*** Available data Section Begins ***

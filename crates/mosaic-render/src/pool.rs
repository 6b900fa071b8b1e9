//! Keyed GPU-buffer pool with at-most-one-writer reuse semantics.
//!
//! Buffers sized and typed identically are fungible: a released buffer can
//! serve any later acquire with the same `(size, usage)` key, which avoids
//! per-frame allocation churn for fixed-resolution streaming. In-use buffers
//! are tracked under a caller-supplied tag; acquiring an already-in-use tag
//! returns the same handle, so a lane-plane writer keeps its scratch buffer
//! across frames without round-tripping it through the free state.

use std::collections::HashMap;

use mosaic_core::{MosaicError, MosaicResult};
use serde::Serialize;

use crate::gpu::BufferAllocator;

/// Equivalence class of interchangeable free buffers.
#[derive(Debug, Clone, Copy, PartialEq, Eq, Hash)]
pub struct PoolKey {
    pub size: u64,
    pub usage: wgpu::BufferUsages,
}

struct PooledBuffer<H> {
    handle: H,
    size: u64,
    usage: wgpu::BufferUsages,
}

/// Live pool counters. Diagnostic only; reported in the session summary.
#[derive(Debug, Clone, Copy, Default, PartialEq, Eq, Serialize)]
pub struct PoolStats {
    pub in_use: usize,
    pub free: usize,
    pub used_bytes: u64,
    pub allocated_bytes: u64,
}

/// Keyed cache of GPU buffer handles with acquire/release reuse.
pub struct BufferPool<A: BufferAllocator> {
    allocator: A,
    free: HashMap<PoolKey, Vec<PooledBuffer<A::Handle>>>,
    in_use: HashMap<String, PooledBuffer<A::Handle>>,
    used_bytes: u64,
    allocated_bytes: u64,
}

impl<A: BufferAllocator> BufferPool<A> {
    pub fn new(allocator: A) -> Self {
        Self {
            allocator,
            free: HashMap::new(),
            in_use: HashMap::new(),
            used_bytes: 0,
            allocated_bytes: 0,
        }
    }

    /// Acquire a buffer for `tag`.
    ///
    /// With `reuse`, a tag that is already in use returns its existing
    /// handle unchanged, and a free buffer matching `(size, usage)` is
    /// preferred over a fresh allocation. Without `reuse` a new buffer is
    /// always allocated; it is still tracked under `tag` so release can
    /// find it.
    pub fn acquire(
        &mut self,
        tag: &str,
        size: u64,
        usage: wgpu::BufferUsages,
        reuse: bool,
    ) -> MosaicResult<&A::Handle> {
        if self.in_use.contains_key(tag) {
            if !reuse {
                return Err(MosaicError::invariant(format!(
                    "buffer tag already in use: {tag}"
                )));
            }
            return Ok(&self.in_use[tag].handle);
        }

        let entry = if reuse {
            match self.pop_free(size, usage) {
                Some(entry) => entry,
                None => self.allocate_new(size, usage)?,
            }
        } else {
            self.allocate_new(size, usage)?
        };

        self.used_bytes += entry.size;
        let slot = self.in_use.entry(tag.to_string()).or_insert(entry);
        Ok(&slot.handle)
    }

    /// Release the buffer held under `tag`.
    ///
    /// With `reuse` the buffer moves to its key's free bucket; otherwise it
    /// is returned to the driver. Releasing an unknown tag is an
    /// `InvariantViolation` and leaves all counters untouched.
    pub fn release(&mut self, tag: &str, reuse: bool) -> MosaicResult<()> {
        let entry = self
            .in_use
            .remove(tag)
            .ok_or_else(|| MosaicError::invariant(format!("unknown buffer released: {tag}")))?;

        self.used_bytes -= entry.size;
        if reuse {
            self.free
                .entry(PoolKey {
                    size: entry.size,
                    usage: entry.usage,
                })
                .or_default()
                .push(entry);
        } else {
            self.allocator.deallocate(&entry.handle);
            self.allocated_bytes -= entry.size;
        }
        Ok(())
    }

    /// Borrow the handle currently held under `tag`, if any.
    pub fn handle(&self, tag: &str) -> Option<&A::Handle> {
        self.in_use.get(tag).map(|entry| &entry.handle)
    }

    /// Destroy every buffer, free and in-use, and reset all counters.
    /// Idempotent.
    pub fn teardown(&mut self) {
        for (_, bucket) in self.free.drain() {
            for entry in &bucket {
                self.allocator.deallocate(&entry.handle);
            }
        }
        for (_, entry) in self.in_use.drain() {
            self.allocator.deallocate(&entry.handle);
        }
        self.used_bytes = 0;
        self.allocated_bytes = 0;
    }

    pub fn stats(&self) -> PoolStats {
        PoolStats {
            in_use: self.in_use.len(),
            free: self.free.values().map(Vec::len).sum(),
            used_bytes: self.used_bytes,
            allocated_bytes: self.allocated_bytes,
        }
    }

    fn pop_free(&mut self, size: u64, usage: wgpu::BufferUsages) -> Option<PooledBuffer<A::Handle>> {
        let key = PoolKey { size, usage };
        let bucket = self.free.get_mut(&key)?;
        let entry = bucket.pop();
        if bucket.is_empty() {
            self.free.remove(&key);
        }
        entry
    }

    fn allocate_new(
        &mut self,
        size: u64,
        usage: wgpu::BufferUsages,
    ) -> MosaicResult<PooledBuffer<A::Handle>> {
        let handle = self.allocator.allocate(size, usage)?;
        self.allocated_bytes += size;
        Ok(PooledBuffer {
            handle,
            size,
            usage,
        })
    }
}

impl<A: BufferAllocator> Drop for BufferPool<A> {
    fn drop(&mut self) {
        self.teardown();
    }
}
//! Session orchestrator.
//!
//! Owns every actor handle explicitly — router, lanes, compositor — and
//! wires their channels at spawn time; there is no ambient shared state.
//! Stopping a session drains the in-flight fan-out, lets the lanes exit,
//! tears down the compositor and pool, and returns the final diagnostics.

use mosaic_core::{MosaicError, MosaicResult, SessionConfig, SourceKind};
use mosaic_render::driver::DriverStats;
use mosaic_render::pool::PoolStats;
use serde::Serialize;
use tokio::sync::mpsc;
use tokio::task::JoinHandle;
use tracing::info;

use crate::compositor_actor::{CompositorActor, CompositorReport};
use crate::lane::{ColorCycle, LaneActor, LaneSource};
use crate::messages::SourceEvent;
use crate::router::{FrameRouter, RouterConfig, RouterStats};

/// Final diagnostic summary emitted on stop.
#[derive(Debug, Clone, Serialize)]
pub struct SessionSummary {
    pub router: RouterStats,
    pub pool: PoolStats,
    pub driver: DriverStats,
}

/// A running compositing session.
pub struct Session {
    source_tx: mpsc::UnboundedSender<SourceEvent>,
    router: JoinHandle<RouterStats>,
    lanes: Vec<JoinHandle<()>>,
    compositor: JoinHandle<MosaicResult<CompositorReport>>,
}

impl Session {
    /// Validate `config`, wire the channels, and spawn all actors.
    pub fn spawn(config: SessionConfig) -> MosaicResult<Self> {
        config.validate()?;

        let (source_tx, source_rx) = mpsc::unbounded_channel();
        let (compositor_tx, compositor_rx) = mpsc::unbounded_channel();

        let mut lane_txs = Vec::with_capacity(config.stream_count as usize);
        let mut lanes = Vec::with_capacity(config.stream_count as usize);
        for lane_id in 0..config.stream_count {
            let source = lane_source(&config, lane_id)?;
            let (tx, rx) = mpsc::unbounded_channel();
            lane_txs.push(tx);
            let actor = LaneActor::new(lane_id, source, compositor_tx.clone());
            lanes.push(tokio::spawn(actor.run(rx)));
        }
        // The lanes hold the only compositor senders: when the last lane
        // exits, the compositor drains and shuts down.
        drop(compositor_tx);

        let router = FrameRouter::new(
            RouterConfig {
                lane_count: config.stream_count,
                source_kind: config.source_kind,
            },
            lane_txs,
        );
        let router = tokio::spawn(router.run(source_rx));
        let compositor = tokio::spawn(CompositorActor::new(config).run(compositor_rx));

        Ok(Self {
            source_tx,
            router,
            lanes,
            compositor,
        })
    }

    /// Sender feeding source events into the router.
    pub fn source(&self) -> mpsc::UnboundedSender<SourceEvent> {
        self.source_tx.clone()
    }

    /// Stop the session: drain, tear down, and collect the summary.
    pub async fn stop(self) -> MosaicResult<SessionSummary> {
        // The router finishes the in-flight fan-out before acting on this.
        let _ = self.source_tx.send(SourceEvent::Stop);

        let router = self
            .router
            .await
            .map_err(|e| MosaicError::render(format!("router task failed: {e}")))?;
        for lane in self.lanes {
            lane.await
                .map_err(|e| MosaicError::render(format!("lane task failed: {e}")))?;
        }
        let report = self
            .compositor
            .await
            .map_err(|e| MosaicError::render(format!("compositor task failed: {e}")))??;

        let summary = SessionSummary {
            router,
            pool: report.pool,
            driver: report.driver,
        };
        info!(
            frames_drawn = summary.driver.frames_drawn,
            frames_skipped = summary.driver.frames_skipped,
            used_bytes = summary.pool.used_bytes,
            allocated_bytes = summary.pool.allocated_bytes,
            "session stopped"
        );
        Ok(summary)
    }
}

fn lane_source(config: &SessionConfig, lane_id: u32) -> MosaicResult<LaneSource> {
    match config.source_kind {
        SourceKind::OpaqueFrame => Ok(LaneSource::Forward),
        SourceKind::StillImage => {
            let path = config.still_image.as_deref().ok_or_else(|| {
                MosaicError::unsupported("still-image source requires a still_image path")
            })?;
            Ok(LaneSource::Still(crate::lane::load_still(path)?))
        }
        SourceKind::PlanarChunk => Ok(LaneSource::ColorCycle(ColorCycle::new(
            config.tile_width,
            config.tile_height,
            u64::from(lane_id) + 1,
        ))),
    }
}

*** Available data Section Ends ***

How many lines of the entries above include the word "bool"? Reply with the number alone.

2